Il Paradosso Agonistico è un incastro psicologico senza apparente via di uscita, in cui l’atleta rimane invischiato e per via del quale non riesce più ad esprimersi al suo meglio. Se la situazione si protrae nel tempo, le prestazioni subiscono un calo drastico e la frustrazione che ne deriva può anche portare all’abbandono agonistico. Ciò che li accomuna è la sensazione di impotenza che progressivamente fragilizza l’atleta e che gli impedisce di uscirne in tempi brevi.
Il Paradosso dell’Esordiente
Il paradosso dell’ esordiente si verifica quando un giovane atleta sa di essere potenzialmente molto forte, ma proprio questa consapevolezza genera in lui un’ansia inconscia così intensa da impedirgli di arrivare sul podio. Proviamo a figurarci davanti agli occhi la coppa che tanto abbiamo desiderato vincere, ma proprio mentre allunghiamo la mano la paura di poterla forse perdere ci confonde le idee e ci annebbia la vista: la vittoria inevitabilmente sfuma. L’incastro del paradosso è proprio questo: più si desidera di raggiungere l’obiettivo e maggiormente si attiva l’ansia, di intensità proporzionale all’avvicinarsi al premio.
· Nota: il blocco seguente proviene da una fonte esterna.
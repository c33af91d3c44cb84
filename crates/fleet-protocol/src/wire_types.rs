//! Low-level wire constants.
//!
//! Message bodies are UTF-8 text identified by a leading prefix; each body
//! travels inside one length-prefixed frame (see `frame_codec`).
//!
//! ```text
//! Server → client
//!   Welcome to the server!\n
//!   Connected clients:\n<addr>\n<addr>\n...
//!   DATA:<payload>
//!
//! Client → server
//!   SEND_DATA:<payload>
//!   REQUEST_DATA
//!   PING
//! ```

/// Greeting the server sends once per session.
pub const WELCOME_TEXT: &str = "Welcome to the server!\n";

/// Any body starting with this is a greeting.
pub const WELCOME_PREFIX: &str = "Welcome";

/// Header line of a roster broadcast; one address per following line.
pub const ROSTER_HEADER: &str = "Connected clients:\n";

/// Push of an opaque collection payload.
pub const PUSH_PREFIX: &str = "SEND_DATA:";

/// Pull request. Exact match, no payload.
pub const PULL_REQUEST: &str = "REQUEST_DATA";

/// Pull response carrying the stored snapshot.
pub const PULL_RESPONSE_PREFIX: &str = "DATA:";

/// Keep-alive. Exact match, never answered.
pub const PING: &str = "PING";

/// Payload served when nothing has been pushed yet.
pub const EMPTY_COLLECTION: &[u8] = b"[]";

/// Size of the big-endian length prefix in front of every frame.
pub const LENGTH_PREFIX_LEN: usize = 4;

/// Default upper bound on a single frame body: 16 MiB.
pub const DEFAULT_MAX_FRAME_LEN: usize = 16 * 1024 * 1024;

/// How many bytes of an unrecognised body are echoed into error messages.
pub const ERROR_PREVIEW_LEN: usize = 32;
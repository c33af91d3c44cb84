// crates/fleet-client/tests/sync.rs
mod common;

use common::{client_config, manager, start_server};
use fleet_client::sync::push_payload;
use fleet_client::{ClientError, JsonFileCollection, SyncCoordinator};
use fleet_core::{Message, MessageKind, RecordCollection};
use fleet_protocol::{FrameCodec, ProtocolError};
use futures::{SinkExt, StreamExt};
use serde_json::json;
use tokio::net::TcpListener;
use tokio_util::codec::Framed;

#[tokio::test]
async fn pushed_collection_reaches_another_client() {
    let server = start_server().await;
    let port = server.addr.port().to_string();
    let dir = tempfile::tempdir().unwrap();

    let (mut a, _a_events) = manager(client_config());
    let a_conn = a.connect("127.0.0.1", &port).await.unwrap();
    let mut local = JsonFileCollection::new(dir.path().join("a.json"));
    local.add(json!({"Brand": "Toyota", "Model": "Corolla", "Year": 2019}));
    local.add(json!({"Brand": "Volvo", "Model": "V70", "Year": 2007}));
    let mut a_sync = SyncCoordinator::new(local);
    a_sync.push_collection(&a_conn).await.unwrap();
    // A pull on the pushing connection is ordered after its push.
    a_sync.pull_collection(&a_conn).await.unwrap();
    assert_eq!(a_sync.collection().len(), 2);

    let (mut b, _b_events) = manager(client_config());
    let b_conn = b.connect("127.0.0.1", &port).await.unwrap();
    let b_path = dir.path().join("b.json");
    let mut b_sync = SyncCoordinator::new(JsonFileCollection::new(&b_path));
    b_sync.pull_collection(&b_conn).await.unwrap();

    assert_eq!(b_sync.collection().records(), a_sync.collection().records());
    let saved = JsonFileCollection::load(&b_path).unwrap();
    assert_eq!(saved.records()[0]["Brand"], "Toyota");
    assert_eq!(saved.len(), 2);
}

#[tokio::test]
async fn pull_from_fresh_server_empties_the_collection() {
    let server = start_server().await;
    let dir = tempfile::tempdir().unwrap();
    let (mut client, _events) = manager(client_config());
    let connection = client
        .connect("127.0.0.1", &server.addr.port().to_string())
        .await
        .unwrap();

    let mut local = JsonFileCollection::new(dir.path().join("cars.json"));
    local.add(json!({"Brand": "Saab"}));
    let mut sync = SyncCoordinator::new(local);
    sync.pull_collection(&connection).await.unwrap();

    assert!(sync.collection().is_empty());
}

#[tokio::test]
async fn raw_payloads_are_stored_verbatim() {
    let server = start_server().await;
    let (mut client, _events) = manager(client_config());
    let connection = client
        .connect("127.0.0.1", &server.addr.port().to_string())
        .await
        .unwrap();

    push_payload(&connection, bytes::Bytes::from_static(b"[{\"Brand\":\"Kia\"}]"))
        .await
        .unwrap();
    match connection.request(Message::PullRequest).await.unwrap() {
        Message::PullResponse(payload) => assert_eq!(&payload[..], b"[{\"Brand\":\"Kia\"}]"),
        other => panic!("expected pull response, got {:?}", other),
    }
}

#[tokio::test]
async fn unexpected_reply_leaves_collection_untouched() {
    let listener = TcpListener::bind("127.0.0.1:0").await.unwrap();
    let port = listener.local_addr().unwrap().port();
    let fake = tokio::spawn(async move {
        let (stream, _) = listener.accept().await.unwrap();
        let mut framed = Framed::new(stream, FrameCodec::default());
        framed
            .send(Message::Welcome("Welcome to the server!\n".to_string()))
            .await
            .unwrap();
        let request = framed.next().await.unwrap().unwrap();
        assert_eq!(&request[..], b"REQUEST_DATA");
        framed.send(Message::push(&b"[]"[..])).await.unwrap();
        // Hold the socket until the client is done.
        let _ = framed.next().await;
    });

    let dir = tempfile::tempdir().unwrap();
    let path = dir.path().join("cars.json");
    let (mut client, _events) = manager(client_config());
    let connection = client.connect("127.0.0.1", &port.to_string()).await.unwrap();

    let mut local = JsonFileCollection::new(&path);
    local.add(json!({"Brand": "Fiat"}));
    let mut sync = SyncCoordinator::new(local);

    match sync.pull_collection(&connection).await {
        Err(ClientError::Protocol(ProtocolError::UnexpectedMessage { expected, got })) => {
            assert_eq!(expected, MessageKind::PullResponse);
            assert_eq!(got, MessageKind::PushPayload);
        }
        other => panic!("expected unexpected-message error, got {:?}", other),
    }
    assert_eq!(sync.collection().len(), 1);
    assert!(!path.exists());

    client.disconnect().await.unwrap();
    fake.await.unwrap();
}

#[tokio::test]
async fn garbage_reply_is_a_deserialize_error() {
    let listener = TcpListener::bind("127.0.0.1:0").await.unwrap();
    let port = listener.local_addr().unwrap().port();
    tokio::spawn(async move {
        let (stream, _) = listener.accept().await.unwrap();
        let mut framed = Framed::new(stream, FrameCodec::default());
        let _ = framed.next().await;
        framed
            .send(Message::pull_response(&b"not json"[..]))
            .await
            .unwrap();
        let _ = framed.next().await;
    });

    let dir = tempfile::tempdir().unwrap();
    let (mut client, _events) = manager(client_config());
    let connection = client.connect("127.0.0.1", &port.to_string()).await.unwrap();
    let mut local = JsonFileCollection::new(dir.path().join("cars.json"));
    local.add(json!({"Brand": "Fiat"}));
    let mut sync = SyncCoordinator::new(local);

    assert!(matches!(
        sync.pull_collection(&connection).await,
        Err(ClientError::Collection(_))
    ));
    assert_eq!(sync.collection().len(), 1);
}

#[tokio::test]
async fn operations_need_a_live_connection() {
    let server = start_server().await;
    let (mut client, _events) = manager(client_config());
    assert!(matches!(client.connection(), Err(ClientError::NotConnected)));

    let connection = client
        .connect("127.0.0.1", &server.addr.port().to_string())
        .await
        .unwrap();
    client.disconnect().await.unwrap();

    let dir = tempfile::tempdir().unwrap();
    let mut sync = SyncCoordinator::new(JsonFileCollection::new(dir.path().join("cars.json")));
    assert!(matches!(
        sync.push_collection(&connection).await,
        Err(ClientError::NotConnected)
    ));
    assert!(matches!(
        sync.pull_collection(&connection).await,
        Err(ClientError::NotConnected)
    ));
    assert!(matches!(client.connection(), Err(ClientError::NotConnected)));
    assert!(sync.collection().serialize().is_ok());
}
Il Paradosso Post-Olimpico
Esiste un altro paradosso, che potremmo chiamare paradosso post olimpico e che colpisce spesso i campioni olimpici. Il pensiero logico-deduttivo indurrebbe a pensare che vincere la gara più ambita e sognata sia di una portata emotiva tale da aumentare l’autostima dell’atleta per anni o almeno per tutto il successivo quadriennio olimpico. Tuttavia, tale ragionamento spesso è fuorviante. Capita con un’incidenza molto rilevante, che proprio nella stagione post olimpica il campione in carica sia molto più ansioso e insicuro. E se ciò accade, significa che l’atleta è caduto nella trappola di un paradosso mentale.
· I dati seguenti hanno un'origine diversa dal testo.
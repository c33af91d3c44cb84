// crates/fleet-client/src/sync.rs

//! Push/pull of a whole record collection over a [`Connection`].

use bytes::Bytes;
use fleet_core::{Message, MessageKind, RecordCollection};
use fleet_protocol::ProtocolError;
use tracing::{info, warn};

use crate::connection::Connection;
use crate::error::ClientError;

/// Sends a raw, already-serialized collection to the server.
///
/// The server answers pushes with nothing, so this returns once the frame
/// is written.
pub async fn push_payload(connection: &Connection, payload: Bytes) -> Result<(), ClientError> {
    if !connection.is_open() {
        return Err(ClientError::NotConnected);
    }
    let len = payload.len();
    connection.send(Message::PushPayload(payload)).await?;
    info!(bytes = len, "collection pushed");
    Ok(())
}

/// Keeps a local collection in step with the server's snapshot.
pub struct SyncCoordinator<C> {
    collection: C,
}

impl<C: RecordCollection> SyncCoordinator<C> {
    pub fn new(collection: C) -> Self {
        Self { collection }
    }

    pub fn collection(&self) -> &C {
        &self.collection
    }

    pub fn collection_mut(&mut self) -> &mut C {
        &mut self.collection
    }

    pub fn into_inner(self) -> C {
        self.collection
    }

    /// Replace the server's snapshot with the local collection.
    pub async fn push_collection(&self, connection: &Connection) -> Result<(), ClientError> {
        if !connection.is_open() {
            return Err(ClientError::NotConnected);
        }
        let payload = self.collection.serialize()?;
        push_payload(connection, payload).await
    }

    /// Fetch the server's snapshot, replace the local records with it and
    /// save them.
    ///
    /// Nothing local changes unless the whole reply parses.
    pub async fn pull_collection(&mut self, connection: &Connection) -> Result<(), ClientError> {
        if !connection.is_open() {
            return Err(ClientError::NotConnected);
        }

        let payload = match connection.request(Message::PullRequest).await? {
            Message::PullResponse(payload) => payload,
            other => {
                warn!(got = ?other.kind(), "unexpected reply to pull request");
                return Err(ProtocolError::UnexpectedMessage {
                    expected: MessageKind::PullResponse,
                    got: other.kind(),
                }
                .into());
            }
        };

        let records = self.collection.deserialize(&payload)?;
        self.collection.replace_all(records);
        self.collection.persist_to_disk()?;
        info!(bytes = payload.len(), "collection pulled");
        Ok(())
    }
}
//! fleet-client
//!
//! Client side of fleet record synchronization: connect to a fleet-server,
//! follow its greeting and roster notifications, and push or pull the
//! shared record collection.

pub mod collection;
pub mod config;
pub mod connection;
pub mod error;
pub mod events;
pub mod sync;

pub use collection::JsonFileCollection;
pub use config::ClientConfig;
pub use connection::{Connection, ConnectionManager};
pub use error::ClientError;
pub use events::{ClientEvent, EventRx, EventTx};
pub use sync::SyncCoordinator;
L’ossessione della vittoria
La medaglia d’oro è il coronamento un lavoro molto intenso, a volte totalizzante e porta con sé un impatto mediatico tanto forte da diventare spesso una delle cause scatenanti dell’incastro mentale. L’Io dell’atleta diventando potente crea aspettative interne molto alte. Si potrebbe pensare che, finalmente riconosciuto nel suo valore assoluto, da quel momento collezionerà numerosi successi, che la sua strada sia insomma in discesa o quanto meno più semplice. Ma proprio quel grande successo impedisce di confermarsi nella stagione successiva. La vittoria diventa un’ossessione: arrivare primi per provare e riprovare quella sensazione di potere interno dato dall’oro olimpico. Si crea una sorta di dipendenza e a ogni gara l’atleta sembra essere in crisi di astinenza, con il pensiero spostato nel futuro, sul desiderio spasmodico del risultato. Ma sappiamo bene che la prestazione si ottiene rimanendo nel presente, focalizzati sul qui ed ora.
Tornare in equilibrio
Tornare in equilibrio mentale dopo lo shock emotivo positivo e gratificante di un’Olimpiade non è facile né veloce, tanto che spessissimo gli sportivi si prendono un anno sabbatico. Altri invece non riescono a motivarsi o peggio si infortunano. Un bravo Mental Trainer deve tenere conto di tutto questo e aiutare gli atleti, attraverso strumenti mentali specifici della psicologia dello sport, a uscire dai paradossi agonistici, che a volte trasformano sportivi talentuosi in atleti mediocri e mal funzionanti. Per uno sportivo sprecare il proprio talento equivale alla mancanza di talento!